Но ему сказала, ей будет легче не проходить снова сквозь смерть и не оживлять болезненные воспоминания. Он понял и заверил, что будет всегда на кончике ее пальца, стоит ей только набрать номер телефона.

Через три дня она позвонила ему сама:

– Семестр вот-вот начнется. Нам нужно кое-что утрясти… Прежде всего деньги. Поскольку мы больше не же…

– Но мы женаты! – перебил он ее.

– Официально да, – это тоже нужно будет решать, подумала Жени. Нечестно сохранять свое положение на случай, если ей вдруг придет в голову передумать. – Но ты, Пел, прекрасно понимаешь, что в действительности я уже тебе не жена. Поэтому, – заспешила она, – мне кажется неправильным, что ты расходуешь на меня свои средства. Платишь за обучение.

– Я это предусмотрел, – печально ответил он. – За следующий год уже оплачено. И я собираюсь поддерживать тебя и в других расходах. Подожди, Жени, послушай меня.

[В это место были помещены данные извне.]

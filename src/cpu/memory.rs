//! CHIP-8 memory subsystem.
//!
//! 4KB of byte-addressable RAM. The interpreter area below 0x200 holds the
//! glyph table at 0x050; programs are loaded at 0x200 and run to the end
//! of memory.

use crate::cpu::font::{FONT, FONT_START};
use serde::{Serialize, Deserialize};
use thiserror::Error;

/// The number of addressable bytes.
pub const MEMORY_SIZE: usize = 4096;

/// Where programs are loaded and where execution starts.
pub const PROGRAM_START: usize = 0x200;

/// Largest program that fits between `PROGRAM_START` and the end of memory.
pub const MAX_PROGRAM_SIZE: usize = MEMORY_SIZE - PROGRAM_START;

/// CHIP-8 memory: 4096 bytes.
#[derive(Clone, PartialEq, Eq, Serialize, Deserialize)]
#[serde(try_from = "MemoryImage")]
pub struct Memory {
    bytes: Vec<u8>,
}

/// Unchecked serialized form of [`Memory`].
#[derive(Deserialize)]
struct MemoryImage {
    bytes: Vec<u8>,
}

impl TryFrom<MemoryImage> for Memory {
    type Error = String;

    fn try_from(image: MemoryImage) -> Result<Self, Self::Error> {
        if image.bytes.len() != MEMORY_SIZE {
            return Err(format!(
                "memory image is {} bytes, expected {}",
                image.bytes.len(),
                MEMORY_SIZE
            ));
        }
        Ok(Self { bytes: image.bytes })
    }
}

impl Memory {
    /// Create a new memory with all bytes zeroed.
    pub fn new() -> Self {
        Self {
            bytes: vec![0; MEMORY_SIZE],
        }
    }

    /// Read one byte.
    #[inline]
    pub fn read(&self, addr: usize) -> Result<u8, MemoryError> {
        self.bytes
            .get(addr)
            .copied()
            .ok_or(MemoryError::OutOfBounds { addr, len: 1 })
    }

    /// Write one byte.
    #[inline]
    pub fn write(&mut self, addr: usize, value: u8) -> Result<(), MemoryError> {
        let cell = self.bytes
            .get_mut(addr)
            .ok_or(MemoryError::OutOfBounds { addr, len: 1 })?;
        *cell = value;
        Ok(())
    }

    /// Read a big-endian 16-bit word at `addr` and `addr + 1`.
    pub fn read_word(&self, addr: usize) -> Result<u16, MemoryError> {
        let pair = self.read_range(addr, 2)?;
        Ok(u16::from_be_bytes([pair[0], pair[1]]))
    }

    /// Borrow `len` consecutive bytes starting at `addr`.
    ///
    /// Fails unless the whole range lies inside memory.
    pub fn read_range(&self, addr: usize, len: usize) -> Result<&[u8], MemoryError> {
        let end = Self::checked_end(addr, len)?;
        Ok(&self.bytes[addr..end])
    }

    /// Copy `data` into memory starting at `addr`.
    ///
    /// Nothing is written unless the whole range fits.
    pub fn write_range(&mut self, addr: usize, data: &[u8]) -> Result<(), MemoryError> {
        let end = Self::checked_end(addr, data.len())?;
        self.bytes[addr..end].copy_from_slice(data);
        Ok(())
    }

    fn checked_end(addr: usize, len: usize) -> Result<usize, MemoryError> {
        match addr.checked_add(len) {
            Some(end) if end <= MEMORY_SIZE => Ok(end),
            _ => Err(MemoryError::OutOfBounds { addr, len }),
        }
    }

    /// Clear all memory to zeros.
    pub fn clear(&mut self) {
        self.bytes.fill(0);
    }

    /// Copy the built-in glyph table into the interpreter area.
    pub fn load_font(&mut self) {
        self.bytes[FONT_START..FONT_START + FONT.len()].copy_from_slice(&FONT);
    }

    /// Load a program into memory starting at the given address.
    pub fn load_program(&mut self, start_addr: usize, program: &[u8]) -> Result<(), MemoryError> {
        let available = MEMORY_SIZE.saturating_sub(start_addr);
        if program.len() > available {
            return Err(MemoryError::ProgramTooLarge {
                size: program.len(),
                available,
            });
        }

        self.bytes[start_addr..start_addr + program.len()].copy_from_slice(program);
        Ok(())
    }

    /// Dump memory contents (for debugging).
    pub fn dump(&self, start: usize, count: usize) -> Vec<(usize, u8)> {
        let end = start.saturating_add(count).min(MEMORY_SIZE);
        (start.min(end)..end)
            .map(|i| (i, self.bytes[i]))
            .collect()
    }

    /// The whole memory image.
    pub fn as_slice(&self) -> &[u8] {
        &self.bytes
    }
}

impl Default for Memory {
    fn default() -> Self {
        Self::new()
    }
}

impl std::fmt::Debug for Memory {
    fn fmt(&self, f: &mut std::fmt::Formatter<'_>) -> std::fmt::Result {
        let non_zero = self.bytes.iter().filter(|b| **b != 0).count();

        f.debug_struct("Memory")
            .field("non_zero_bytes", &non_zero)
            .field("total_bytes", &MEMORY_SIZE)
            .finish()
    }
}

/// Errors that can occur during memory operations.
#[derive(Debug, Clone, PartialEq, Eq, Error)]
pub enum MemoryError {
    /// Some byte of the `len`-byte access at `addr` falls outside memory.
    #[error("access of {len} byte(s) at {addr:#05X} is outside memory (0x000-0xFFF)")]
    OutOfBounds { addr: usize, len: usize },

    /// Program is too large to fit in memory.
    #[error("program size {size} exceeds available space {available}")]
    ProgramTooLarge { size: usize, available: usize },
}

#[cfg(test)]
mod tests {
    use super::*;

    #[test]
    fn test_image_must_be_full_size() {
        let json = serde_json::to_string(&Memory::new()).unwrap();
        let restored: Memory = serde_json::from_str(&json).unwrap();
        assert_eq!(restored, Memory::new());

        let short = serde_json::from_str::<Memory>(r#"{"bytes":[18,0]}"#);
        assert!(short.unwrap_err().to_string().contains("expected 4096"));
    }

    #[test]
    fn test_memory_read_write() {
        let mut mem = Memory::new();
        mem.write(0x300, 42).unwrap();
        assert_eq!(mem.read(0x300).unwrap(), 42);
    }

    #[test]
    fn test_memory_bounds() {
        let mut mem = Memory::new();

        assert!(mem.read(0).is_ok());
        assert!(mem.read(0xFFF).is_ok());
        assert_eq!(
            mem.read(0x1000),
            Err(MemoryError::OutOfBounds { addr: 0x1000, len: 1 })
        );
        assert!(mem.write(0x1000, 1).is_err());
    }

    #[test]
    fn test_read_word_is_big_endian() {
        let mut mem = Memory::new();
        mem.write_range(0x200, &[0x6A, 0x02]).unwrap();
        assert_eq!(mem.read_word(0x200).unwrap(), 0x6A02);
    }

    #[test]
    fn test_read_word_straddling_end_fails() {
        let mem = Memory::new();
        assert!(mem.read_word(0xFFE).is_ok());
        assert_eq!(
            mem.read_word(0xFFF),
            Err(MemoryError::OutOfBounds { addr: 0xFFF, len: 2 })
        );
    }

    #[test]
    fn test_write_range_is_all_or_nothing() {
        let mut mem = Memory::new();
        assert!(mem.write_range(0xFFE, &[1, 2, 3]).is_err());
        assert_eq!(mem.read(0xFFE).unwrap(), 0);
        assert_eq!(mem.read(0xFFF).unwrap(), 0);
    }

    #[test]
    fn test_load_font() {
        let mut mem = Memory::new();
        mem.load_font();
        assert_eq!(mem.read_range(FONT_START, FONT.len()).unwrap(), &FONT[..]);
    }

    #[test]
    fn test_load_program() {
        let mut mem = Memory::new();
        mem.load_program(PROGRAM_START, &[1, 2, 3]).unwrap();

        assert_eq!(mem.read(0x200).unwrap(), 1);
        assert_eq!(mem.read(0x201).unwrap(), 2);
        assert_eq!(mem.read(0x202).unwrap(), 3);
    }

    #[test]
    fn test_load_program_too_large() {
        let mut mem = Memory::new();
        let program = vec![0xAA; MAX_PROGRAM_SIZE + 1];

        assert_eq!(
            mem.load_program(PROGRAM_START, &program),
            Err(MemoryError::ProgramTooLarge { size: MAX_PROGRAM_SIZE + 1, available: MAX_PROGRAM_SIZE })
        );
        assert_eq!(mem.read(PROGRAM_START).unwrap(), 0);

        let exact = vec![0xAA; MAX_PROGRAM_SIZE];
        assert!(mem.load_program(PROGRAM_START, &exact).is_ok());
        assert_eq!(mem.read(0xFFF).unwrap(), 0xAA);
    }

    #[test]
    fn test_dump_clamps_to_memory() {
        let mem = Memory::new();
        assert_eq!(mem.dump(0xFFE, 10).len(), 2);
        assert!(mem.dump(0x2000, 4).is_empty());
    }
}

Я уважаю твое стремление к независимости. Но то, что ты говоришь, просто глупо.

– Но…

– Дай мне закончить. Ты прекрасно знаешь мое финансовое положение, а я твое. Будет просто безумием, если во время учебы ты откажешься от моей помощи. Причина, по которой мы расстались, то, что ты хочешь стать врачом – самая главная цель в твоей жизни. Я уважаю твое решение. Оно означает, что все силы ты должна отдавать обучению в медицинской школе, а не работать, чтобы достать себе средства. Тогда все вообще теряет смысл.

– Что все?

– То, что ты от меня ушла. Ты должна, Жени, я повторяю, должна принять мою помощь.

Она молчала, понимая, что Пел все еще надеется на ее возвращение. И будет ей помогать несмотря на то, что она его отвергла.

– Спасибо, Пел, я ее приму, – сейчас у нее нет сил его оттолкнуть, но она решила немедленно начать зарабатывать. Ее цель и ее независимость были тесно переплетены.

После их разговора она просмотрела объявления о вакансиях, но не нашла ничего по своей квалификации. Решила попытать счастья в больницах – не на практикантской должности, а согласиться на любую работу. После кибуца Жени была готова к этому – особенно если работа связана с уходом за тяжелобольными и увечными.

В первом же месте, куда обратилась, она получила должность в Бостонском Генеральном госпитале – им вечно не хватало рук на двенадцатом этаже, откуда все старались перевестись в другое отделение.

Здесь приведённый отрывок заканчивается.